The first contingent was thoroughly, utterly sincere in their devotion to all things Elvis. They were hardcore fans, and Graceland was their Mecca, their Jerusalem, and their Rome…. The second group of tourists was equally delighted to be at Graceland, but for a different reason. These people took great pleasure in the kitschy nature of all things Elvis.
Drezner’s Theories of International Politics and Zombies is a “tour of a different kind of Graceland, only with a lot more footnotes. Oh, and zombies.”
Drezner is a professor of international politics at Tufts’ Fletcher School of Law and Diplomacy and a member of the Zombie Research Society. His little book, which successfully balances sincere theoretical discussion with pop culture kitsch, is a stroke of genius.
International relations professors use Theories of International Politics and Zombies to introduce complex theories in an accessible way. Students love it because zombies are cool. Drezner plays to both with pitch-perfect tone.
The premise of the book, which began as a legitimate scholarly paper, is simple: “What would different theories of international politics predict would happen if the dead began to rise from the grace and feast upon the living? How valid—or how rotten—are these predictions?”
He realizes that “[s]erious readers might dismiss these questions as fanciful, but concerns about flesh-eating ghouls are manifestly evident in popular culture. Whether one looks at films, songs, games, or books, the genre is clearly on the rise.” It’s possible to dismiss the zombie trend as mere pabulum used to feed a mass public that craves the strange and bizarre, he says, but such an explanation would be only skin-deep. “Popular culture often provides a window into the subliminal or unstated fears of citizens,” Drezner says, “and zombies are no exception.”

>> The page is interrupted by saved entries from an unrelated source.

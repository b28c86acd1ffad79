use std::path::Path;

use serde::{Deserialize, Serialize};
use thiserror::Error;
use time::{OffsetDateTime, format_description::well_known::Rfc3339};

use crate::correlate::CorrelationMode;
use crate::source::{
    CsvFileSource, LineSource, RowSource, SourceError, TextFileSource, TextSource,
};
use crate::table::TableError;
use crate::{
    ClassifiedRecord, DEFAULT_GENERATED_AT, InputKind, Report, error_summary, group_by_ip,
    group_by_session, make_stub_report, summarize,
};

mod calls;
mod logs;

use calls::CallTable;
use logs::LogPipeline;

#[derive(Debug, Error)]
pub enum AnalysisError {
    #[error("Source error: {0}")]
    Source(#[from] SourceError),
    #[error("Table error: {0}")]
    Table(#[from] TableError),
}

/// Knobs for the log pipeline.
#[derive(Debug, Clone, Default, PartialEq, Eq, Serialize, Deserialize)]
pub struct AnalysisOptions {
    pub correlation: CorrelationMode,
    /// Emit sessions still open at end of input with reason `"Incomplete"`.
    pub flush_open_sessions: bool,
    /// Stop after this many message blocks; the report is marked truncated.
    pub max_blocks: Option<usize>,
}

/// Analyse a SIP log file.
///
/// # Errors
/// Returns `AnalysisError::Source` when the file is missing or unreadable.
pub fn analyze_log_file(path: &Path, options: &AnalysisOptions) -> Result<Report, AnalysisError> {
    let source = TextFileSource::open(path)?;
    let mut report = analyze_log_source(&path.display().to_string(), source, options)?;
    report.generated_at = modified_rfc3339(path);
    Ok(report)
}

/// Analyse any line source; `label` is recorded as the input path.
///
/// # Errors
/// Propagates the first error returned by `source`.
pub fn analyze_log_source<S: LineSource>(
    label: &str,
    mut source: S,
    options: &AnalysisOptions,
) -> Result<Report, AnalysisError> {
    let mut pipeline = LogPipeline::new(options);
    while let Some(line) = source.next_line()? {
        if !pipeline.push(line) {
            break;
        }
    }
    Ok(log_report(label, source.input_bytes(), pipeline))
}

/// Analyse log text held in memory.
///
/// # Examples
/// ```
/// use sipscope_core::{AnalysisOptions, analyze_log_text};
///
/// let text = "10:00:00.000 INVITE FROM: <a@x> [SID=S1]\n10:00:04.000 Call End [SID=S1]\n";
/// let report = analyze_log_text("inline", text, &AnalysisOptions::default());
/// assert_eq!(report.calls.len(), 1);
/// assert_eq!(report.calls[0].call.caller, "a@x");
/// ```
pub fn analyze_log_text(label: &str, text: &str, options: &AnalysisOptions) -> Report {
    let mut pipeline = LogPipeline::new(options);
    let mut source = TextSource::new(text);
    // In-memory lines never fail.
    while let Ok(Some(line)) = source.next_line() {
        if !pipeline.push(line) {
            break;
        }
    }
    log_report(label, source.input_bytes(), pipeline)
}

fn log_report(label: &str, bytes: u64, pipeline: LogPipeline) -> Report {
    let output = pipeline.finish();
    let mut report = make_stub_report(label, InputKind::Log, bytes);
    report.messages = Some(output.messages);
    report.truncated = output.truncated;
    fill_call_sections(&mut report, output.calls);
    tracing::info!(
        input = label,
        blocks = output.blocks,
        calls = report.calls.len(),
        truncated = report.truncated,
        "log analysis finished"
    );
    report
}

/// Analyse a CSV call-record table.
///
/// # Errors
/// Returns `AnalysisError::Source` when the file is missing or unreadable and
/// `AnalysisError::Table` when required columns are absent.
pub fn analyze_table_file(path: &Path) -> Result<Report, AnalysisError> {
    let source = CsvFileSource::open(path)?;
    let mut report = analyze_table_source(&path.display().to_string(), source)?;
    report.generated_at = modified_rfc3339(path);
    Ok(report)
}

/// Analyse any row source; `label` is recorded as the input path.
///
/// Rows that fail to convert are skipped and listed in `skipped_rows`.
///
/// # Errors
/// Returns `AnalysisError::Table` before reading any row when required
/// columns are absent, or the first error returned by `source`.
pub fn analyze_table_source<S: RowSource>(
    label: &str,
    mut source: S,
) -> Result<Report, AnalysisError> {
    let mut table = CallTable::new(source.headers())?;
    while let Some(row) = source.next_row()? {
        table.push(&row);
    }

    let mut report = make_stub_report(label, InputKind::Table, source.input_bytes());
    report.skipped_rows = table.skipped;
    fill_call_sections(&mut report, table.calls);
    tracing::info!(
        input = label,
        calls = report.calls.len(),
        skipped = report.skipped_rows.len(),
        "table analysis finished"
    );
    Ok(report)
}

fn fill_call_sections(report: &mut Report, calls: Vec<ClassifiedRecord>) {
    report.summary = summarize(&calls);
    report.sessions = group_by_session(&calls);
    report.ips = group_by_ip(&calls);
    report.errors = error_summary(&calls);
    report.calls = calls;
}

/// Input modification time, so repeated runs over one file stamp alike.
fn modified_rfc3339(path: &Path) -> String {
    path.metadata()
        .and_then(|meta| meta.modified())
        .ok()
        .and_then(|modified| OffsetDateTime::from(modified).replace_nanosecond(0).ok())
        .and_then(|dt| dt.format(&Rfc3339).ok())
        .unwrap_or_else(|| DEFAULT_GENERATED_AT.to_string())
}

#[cfg(test)]
mod tests {
    use super::*;
    use crate::source::VecRowSource;
    use crate::{CallStatus, Direction};

    const LOG: &str = "\
10:00:00.000 Incoming SIP Message from 10.0.0.1 to 10.0.0.2 IPG_Teams [SID=A1]
INVITE sip:+15550100@sbc.example.com SIP/2.0
FROM: <sip:+15550199@pbx.example.com>;tag=1
TO: <sip:+15550100@sbc.example.com>
10:00:00.400 Outgoing SIP Message to 10.0.0.1 from 10.0.0.2 IPG_Teams [SID=A1]
SIP/2.0 200 OK
10:00:30.000 Incoming SIP Message from 10.0.0.1 to 10.0.0.2 IPG_Teams [SID=A1] Call End
Call End Reason: Remote hangup
";

    #[test]
    fn log_text_yields_classified_call() {
        let report = analyze_log_text("inline", LOG, &AnalysisOptions::default());
        assert_eq!(report.calls.len(), 1);
        let call = &report.calls[0];
        assert_eq!(call.status, CallStatus::Success);
        assert_eq!(call.call.session_id, "A1");
        assert_eq!(call.call.ip_group, "Teams");
        assert_eq!(call.call.direction, Direction::Incoming);
        assert_eq!(call.call.remote_ip, "10.0.0.2");
        assert_eq!(call.call.termination_reason, "Remote hangup");
        assert_eq!(call.call.duration, Some(30.0));
        assert_eq!(call.call.phrase, "OK");

        let messages = report.messages.as_ref().unwrap();
        assert_eq!(messages.total, 3);
        assert_eq!(messages.success_responses, 1);
        assert_eq!(report.summary.success_rate, 100.0);
        assert_eq!(report.sessions.len(), 1);
        assert!(!report.truncated);
    }

    #[test]
    fn block_limit_truncates() {
        let options = AnalysisOptions {
            max_blocks: Some(2),
            ..AnalysisOptions::default()
        };
        let report = analyze_log_text("inline", LOG, &options);
        assert!(report.truncated);
        assert!(report.calls.is_empty());
        assert_eq!(report.messages.unwrap().total, 2);
    }

    #[test]
    fn flushing_reports_open_session() {
        let options = AnalysisOptions {
            flush_open_sessions: true,
            max_blocks: Some(2),
            ..AnalysisOptions::default()
        };
        let report = analyze_log_text("inline", LOG, &options);
        assert_eq!(report.calls.len(), 1);
        assert_eq!(report.calls[0].call.termination_reason, "Incomplete");
        assert_eq!(report.calls[0].call.end_time, "10:00:00.400");
    }

    #[test]
    fn table_rows_are_classified_and_bad_rows_skipped() {
        let source = VecRowSource::new(
            ["Final SIP code", "Final Microsoft subcode", "Final SIP Phrase", "Duration (seconds)"],
            vec![
                vec!["200", "0", "OK", "42"],
                vec!["oops", "0", "?", "1"],
                vec!["404", "560404", "Not Found", "3"],
            ],
        );
        let report = analyze_table_source("calls.csv", source).unwrap();
        assert_eq!(report.calls.len(), 2);
        assert_eq!(report.skipped_rows.len(), 1);
        assert_eq!(report.skipped_rows[0].row, 2);
        assert_eq!(report.summary.success_rate, 50.0);
        assert_eq!(report.input.kind, InputKind::Table);
        assert!(report.messages.is_none());
    }

    #[test]
    fn missing_columns_fail_before_rows() {
        let source = VecRowSource::new(["Final SIP code"], vec![vec!["200"]]);
        let err = analyze_table_source("calls.csv", source).unwrap_err();
        match err {
            AnalysisError::Table(TableError::MissingFields(missing)) => {
                assert_eq!(missing, vec!["Final Microsoft subcode", "Final SIP Phrase"]);
            }
            other => panic!("unexpected error: {other}"),
        }
    }
}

“Clearly, public fears of being devoured by flesh-eating ghouls can only be allayed by rigorous scholarship,” he argues.
Drezner believes zombies represent “the perfect twenty-first-century threat: they are not well understood by serious analysts, they posses protean capabilities, and the challenge they pose to states is very, very grave.” (It’s worth noting, by the way, that Drezner can almost never resist working in a pun like that, which makes the book all the more entertaining.)
He replies on two sources of evidence to buttress his theoretical paradigms:
The first data source is the social science literature on events akin to an attack of the undead: pandemics, disasters, bioterrorism, and so forth. Past responses to calamitous events can inform our expectations of how states and nonstate actors would respond to the presence of reanimated and ravenous corpses.
The second data source is the fictional narratives about zombies that exist in popular culture. In recent years, policymakers have relied on the creators of fictional narratives for insights into “out of the box” threat scenarios.
Drezner draws on diverse source material to illustrate examples and test his ideas, yet a reader doesn’t have to be indoctrinated into the inner circle of zombie fanboys in order to get his drift. He explains everything—zombies and theories alike—as he goes.
His honest attempt at applying various theories about international politics to the zombie apocalypse milieu proves to be surprisingly fascinating—and what he finds undercuts one of the most basic premises of the genre.
“Traditional zombie narratives in film and fiction are quick to get to the apocalypse,” he notes. However, his application of international relations theories suggest that “a vigorous policy response to the menace of the living dead” would, in all likelihood, prevent total apocalypse. “The public benefits of wiping the undead from the face of the earth are quite significant, boosting the likelihood of significant policy coordination,” he says.
“These kinds of predictions suggest that maybe, just maybe, the zombie canon’s dominant narrative of human extinction is overstated,” he concludes.
Thank you for that note of optimism, Mr. Drezner. Thankyouverymuch.